Irak'ta kendi alanında ilk niteliğinde bir proje: Mukaddes Hz.Abbas (Allah'ın selâmı üzerine olsun) Türbesi'nin minarelerinin tezhibi projesi

Mühendis ve teknik personelden oluşan ekip, Hz. Ebul Fazl el Abbas'ın (Allah'ın selâmı üzerine olsun) Türbesi ile ilgili yürütülen bakım, onarım ve altın suyuna batırılmış mina ile süsleme işlemini tamamladı. Bu işlem Irak'ta kendi alanında bir ilk olarak görülüyor.

Hz. Ebul Fazl Abbas (Allah'ın selâmı üzerine olsun) Türbesi'nin tezhibinden sorumlu komisyonun üyesi ve aynı zamanda türbenin açılışına başkanlık eden Sn Ali el- Saffar proje ile ilgili El Kefil'e açıklamada bulundu...Saffar ''Minarelerle ilgili projenin acil bir şekilde hayat geçirilmesinin önemli bir kaç nedeni var, bu iki minarede yaptığım incelemelerin ardından mübarek minarelerin bazı kısımlarında çatlaklar tespit ettim, bunlar ciddi tehlike oluşturuyor ve minarelerin güçlendirilmesi gerekiyordu'' dedi.


Mukaddes Hz.Abbas (Allah'ın selâmı üzerine olsun) Türbesi yönetim meclisinin bu bilgi üzerine durumu ele aldığını ve iki minarenin onarım ve güçlendirmesine yönelik karar çıkardığını belirten Ali el Saffar onarım için minareyi örten eski tuğlaların söküldüğünü ifade etti..Saffar ayrıca '' zaten eski olması ve hava koşulları gibi farklı etkenler nedeniyle görüntüsü bozulan tuğlaların değiştirilmesi gerektiğini de sözlerine ekledi.

Saffar ayrıca şöyle dedi:
''Çünkü belirtilen onarım ve güçlendirme işlemleri, dış tuğlaların sökülerek yerine aynı renk ve şekilde yenisinin koyulmasını gerektiriyordu.

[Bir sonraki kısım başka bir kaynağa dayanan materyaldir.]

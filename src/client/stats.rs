// Copyright (C) 2021 rtspflow contributors
// SPDX-License-Identifier: MIT OR Apache-2.0

//! Session statistics.

use std::time::Duration;

use tokio::time::Instant;

use super::assembler::AssemblerStats;

/// A snapshot of a session's media counters, refreshed every
/// [`super::SessionOptions::stats_interval`].
///
/// Counters are totals since `PLAY`; rates cover the most recent interval.
#[derive(Clone, Debug, Default, PartialEq)]
pub struct Statistics {
    pub packets_received: u64,
    pub packets_lost: u64,
    pub packets_late: u64,
    pub packets_duplicate: u64,

    /// Packets with an unparseable header or unexpected payload type.
    pub packets_invalid: u64,
    pub rtcp_packets: u64,
    pub frames_emitted: u64,
    pub frames_incomplete: u64,

    /// Frames discarded because the consumer wasn't keeping up.
    pub frames_dropped: u64,
    pub bitrate_bps: f64,
    pub frame_rate: f64,
}

/// Accumulates the counters the assemblers don't keep, and turns byte and
/// frame deltas into rates.
#[derive(Debug)]
pub(crate) struct StatsCollector {
    interval: Duration,
    window_start: Instant,
    window_bytes: u64,
    window_frames: u64,
    rtcp_packets: u64,
    invalid_packets: u64,
    frames_dropped: u64,
}

impl StatsCollector {
    pub(crate) fn new(interval: Duration, now: Instant) -> Self {
        Self {
            interval,
            window_start: now,
            window_bytes: 0,
            window_frames: 0,
            rtcp_packets: 0,
            invalid_packets: 0,
            frames_dropped: 0,
        }
    }

    pub(crate) fn deadline(&self) -> Instant {
        self.window_start + self.interval
    }

    pub(crate) fn rtcp(&mut self) {
        self.rtcp_packets += 1;
    }

    /// Counts a packet which failed RTP header validation.
    pub(crate) fn invalid(&mut self) {
        self.invalid_packets += 1;
    }

    pub(crate) fn frame(&mut self, len: usize) {
        self.window_frames += 1;
        self.window_bytes += len as u64;
    }

    pub(crate) fn dropped(&mut self) {
        self.frames_dropped += 1;
    }

    /// Builds a snapshot from the streams' totals and starts a new window.
    pub(crate) fn publish<I>(&mut self, now: Instant, streams: I) -> Statistics
    where
        I: IntoIterator<Item = AssemblerStats>,
    {
        let mut s = Statistics {
            packets_invalid: self.invalid_packets,
            rtcp_packets: self.rtcp_packets,
            frames_dropped: self.frames_dropped,
            ..Default::default()
        };
        for a in streams {
            s.packets_received += a.received;
            s.packets_lost += a.lost;
            s.packets_late += a.late;
            s.packets_duplicate += a.duplicate;
            s.packets_invalid += a.invalid;
            s.frames_emitted += a.frames_emitted;
            s.frames_incomplete += a.frames_incomplete;
        }
        let secs = now.saturating_duration_since(self.window_start).as_secs_f64();
        if secs > 0.0 {
            s.bitrate_bps = (self.window_bytes * 8) as f64 / secs;
            s.frame_rate = self.window_frames as f64 / secs;
        }
        self.window_start = now;
        self.window_bytes = 0;
        self.window_frames = 0;
        s
    }
}

#[cfg(test)]
mod tests {
    use super::*;

    #[test]
    fn rates_and_totals() {
        let start = Instant::now();
        let mut c = StatsCollector::new(Duration::from_secs(5), start);
        assert_eq!(c.deadline(), start + Duration::from_secs(5));
        for _ in 0..50 {
            c.frame(1_000);
        }
        c.rtcp();
        c.invalid();
        c.dropped();
        let video = AssemblerStats {
            received: 100,
            lost: 2,
            invalid: 1,
            frames_emitted: 48,
            frames_incomplete: 1,
            ..Default::default()
        };
        let audio = AssemblerStats {
            received: 10,
            late: 1,
            frames_emitted: 10,
            ..Default::default()
        };
        let s = c.publish(start + Duration::from_secs(5), [video, audio]);
        assert_eq!(s.packets_received, 110);
        assert_eq!(s.packets_lost, 2);
        assert_eq!(s.packets_late, 1);
        assert_eq!(s.packets_invalid, 2);
        assert_eq!(s.rtcp_packets, 1);
        assert_eq!(s.frames_emitted, 58);
        assert_eq!(s.frames_dropped, 1);
        assert_eq!(s.bitrate_bps, 80_000.0);
        assert_eq!(s.frame_rate, 10.0);

        // A fresh window has no traffic.
        let s = c.publish(start + Duration::from_secs(10), std::iter::empty());
        assert_eq!(s.bitrate_bps, 0.0);
        assert_eq!(s.rtcp_packets, 1);
        assert_eq!(c.deadline(), start + Duration::from_secs(15));
    }
}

Mukaddes Hz.Abbas (Allah'ın selâmı üzerine olsun) Türbesi genel sekreteri sn Seyyid Ahmed El Safi (İzzeti Daim Olsun) de tuğlaların yenisi ile değiştirilmesi yerine Ebi Abullah Hz. Huseyn'in Sancaktarı’nın (Allah'ın selâmı üzerlerine olsun) minaresini güzelleştirmek için onu altınla süslemeyi önerdi.”

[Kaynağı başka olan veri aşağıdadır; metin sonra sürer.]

// Copyright (C) 2021 rtspflow contributors
// SPDX-License-Identifier: MIT OR Apache-2.0

//! The session task: the single owner of all session state.
//!
//! Reader, writer, and UDP tasks only move bytes; everything they learn is
//! posted here as an [`Input`] and handled in order, alongside commands from
//! the [`super::Session`] handle and timer expirations.

use std::collections::HashMap;
use std::sync::Arc;
use std::time::Duration;

use bytes::Bytes;
use futures::StreamExt;
use log::{debug, info, trace, warn};
use rtsp_types::{headers, Message, Method, Request, Response, StatusCode};
use tokio::sync::{mpsc, oneshot, watch};
use tokio::task::JoinHandle;
use tokio::time::Instant;
use url::Url;

use super::assembler::RtpFrameAssembler;
use super::auth::{self, AuthScheme, Credentials};
use super::channel_mapping::ChannelType;
use super::keepalive::{KeepAlive, Tick};
use super::parse::{self, SessionHeader};
use super::sdp::{self, Presentation};
use super::stats::{Statistics, StatsCollector};
use super::teardown::{self, Teardown};
use super::transport::{ConfirmError, Datagram, TransportManager};
use super::{SessionOptions, Status, StatusChange};
use crate::codec::Frame;
use crate::error::ErrorInt;
use crate::rtp::RtpPacket;
use crate::tokio::{Connection, ConnectionReader, ConnectionWriter};
use crate::{
    ConnectionContext, Error, ErrorKind, PacketContext, ReceivedMessage, RtspMessageContext,
};

const INPUT_QUEUE_LEN: usize = 64;

/// Resolves a `play()`, `pause()`, or `stop()` call.
pub(super) type Waiter = oneshot::Sender<Result<(), Error>>;

pub(super) enum Command {
    Connect {
        url: Url,
        creds: Option<Credentials>,
    },
    Play(Waiter),
    Pause(Waiter),
    Stop(Waiter),
}

/// State visible through the [`super::Session`] handle.
#[derive(Clone, Debug, Default)]
pub(super) struct Observed {
    pub(super) status: Status,
    pub(super) last_error: Option<Error>,
    pub(super) statistics: Statistics,
    pub(super) presentation: Option<Arc<Presentation>>,
}

/// Something learned by one of the I/O tasks.
enum Input {
    Connected(Result<Connection, std::io::Error>),
    Message(ReceivedMessage),
    ReadFailed(Error),
    Eof,
    WriteFailed(Error),
}

#[derive(Copy, Clone, Debug, PartialEq, Eq)]
enum Purpose {
    Options,
    Describe,
    Setup(usize),
    Play,
    Pause,
    KeepAlive,
    Teardown,
}

/// A request awaiting its response, kept as built (without `CSeq` or
/// `Authorization`) so it can be resent after a `401`.
struct PendingRequest {
    purpose: Purpose,
    request: Request<Bytes>,
    retried: bool,

    /// When an unanswered request fails the session. Keepalives and
    /// `TEARDOWN` have their own timers.
    deadline: Option<Instant>,
}

struct Stream {
    /// Index within [`Presentation::medias`].
    media_i: usize,
    assembler: RtpFrameAssembler,
}

/// One connection's worth of session state. Dropping it closes the
/// connection and releases all transports.
struct Attempt {
    url: Url,
    creds: Option<Credentials>,
    conn_ctx: ConnectionContext,
    writer: Option<mpsc::UnboundedSender<Message<Bytes>>>,
    writer_task: Option<JoinHandle<()>>,
    tasks: Vec<JoinHandle<()>>,
    request_timeout: Duration,

    /// The next `CSeq` header value to use when sending an RTSP request.
    next_cseq: u32,
    pending: HashMap<u32, PendingRequest>,

    /// The challenge accepted from the server; once set, every request
    /// carries credentials.
    auth: Option<AuthScheme>,
    presentation: Option<Arc<Presentation>>,
    streams: Vec<Stream>,
    session: Option<SessionHeader>,
    transports: TransportManager,
    keepalive: KeepAlive,
    pause_waiters: Vec<Waiter>,
}

impl Attempt {
    fn in_flight(&self, purpose: Purpose) -> bool {
        self.pending.values().any(|p| p.purpose == purpose)
    }

    /// The earliest response deadline among pending requests.
    fn request_deadline(&self) -> Option<(Instant, u32)> {
        self.pending
            .iter()
            .filter_map(|(&cseq, p)| p.deadline.map(|d| (d, cseq)))
            .min()
    }

    fn control_url(&self) -> Url {
        match &self.presentation {
            Some(p) => p.control().clone(),
            None => self.url.clone(),
        }
    }

    /// Queues a `TEARDOWN` which outlives the attempt: the writer task is
    /// detached, flushes it, and closes the connection on its own.
    fn detach_teardown(&mut self, user_agent: &str) {
        let control = match (&self.session, &self.presentation, &self.writer_task) {
            (Some(_), Some(p), Some(_)) => p.control().clone(),
            _ => return,
        };
        let req = teardown::request(&control);
        if self.send(user_agent, Purpose::Teardown, req, false).is_ok() {
            self.writer_task = None;
        }
    }

    /// Sends a request with a fresh `CSeq`.
    fn send(
        &mut self,
        user_agent: &str,
        purpose: Purpose,
        request: Request<Bytes>,
        retried: bool,
    ) -> Result<u32, Error> {
        let cseq = self.next_cseq;
        self.next_cseq += 1;
        let mut wire = request.clone();
        wire.insert_header(headers::CSEQ, cseq.to_string());
        wire.insert_header(headers::USER_AGENT, user_agent.to_owned());
        if let Some(s) = &self.session {
            wire.insert_header(headers::SESSION, s.id.to_string());
        }
        if let (Some(scheme), Some(creds)) = (&self.auth, &self.creds) {
            let uri = wire.request_uri().map(|u| u.as_str()).unwrap_or("*");
            let authorization = auth::credentials(scheme, wire.method().into(), uri, creds);
            wire.insert_header(headers::AUTHORIZATION, authorization);
        }
        debug!(
            "[{}] sending {} CSeq={}",
            self.conn_ctx,
            Into::<&str>::into(request.method()),
            cseq
        );
        let sent = match &self.writer {
            Some(w) => w.send(Message::Request(wire)).is_ok(),
            None => false,
        };
        if !sent {
            return Err(wrap!(ErrorInt::WriteError {
                conn_ctx: self.conn_ctx,
                source: std::io::Error::new(
                    std::io::ErrorKind::BrokenPipe,
                    "connection writer has exited",
                ),
            }));
        }
        let deadline = match purpose {
            Purpose::KeepAlive | Purpose::Teardown => None,
            _ => Some(Instant::now() + self.request_timeout),
        };
        self.pending.insert(
            cseq,
            PendingRequest {
                purpose,
                request,
                retried,
                deadline,
            },
        );
        Ok(cseq)
    }
}

impl Drop for Attempt {
    fn drop(&mut self) {
        for t in self.tasks.drain(..).chain(self.writer_task.take()) {
            t.abort();
        }
    }
}

pub(super) struct SessionTask {
    options: SessionOptions,
    cmds: mpsc::UnboundedReceiver<Command>,
    cmds_open: bool,
    status_tx: mpsc::UnboundedSender<StatusChange>,
    frames_tx: mpsc::Sender<Frame>,
    observed_tx: watch::Sender<Observed>,
    observed: Observed,
    inputs_tx: mpsc::Sender<(u64, Input)>,
    inputs_rx: mpsc::Receiver<(u64, Input)>,

    /// Identifies the current attempt; inputs from older ones are ignored.
    epoch: u64,
    attempt: Option<Attempt>,
    teardown: Option<Teardown>,

    /// True from `play()` until `pause()` or `stop()`; a reconnect resumes play.
    want_play: bool,
    play_waiters: Vec<Waiter>,

    /// The most recent `connect()`, for reconnects.
    target: Option<(Url, Option<Credentials>)>,
    reconnects: u32,
    stats: StatsCollector,
}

''Meclis yönetimin 2-2- 2006 yılında yaptığı oturumda, minarenin tarihi niteliği, üzerindeki güzel işleme ve kitabelere zarar verilmeden minarelerin altınla süslenmesine karar verildi.Proje müezzinin şerefesinin altındaki her parça için geçerli ve minarenin 15 metre 69 santimetre uzunluğundaki kısımlarını kapsamakta. Projeye göre normal tuğlalarla birlikte, renkli olanlar ve Kerbela Fayansı olan tuğlaları da, üzeri 24 ayar altın levhalarla (inceltilmiş) kaplanmış bakır mermerlerle değiştiriliyor. Ayrıca altın dış cepheler arasında bulunan, (Kerbela Fayansı’na benzeyen) camdan elde edilen bir maddeyle kaplanmış – ve İslami motiflerle bezenmiş olan - turkuvaz renkli tuğlalar; altın suyuna batırılmış minayla kaplı bakır levhalarla değiştirilecek.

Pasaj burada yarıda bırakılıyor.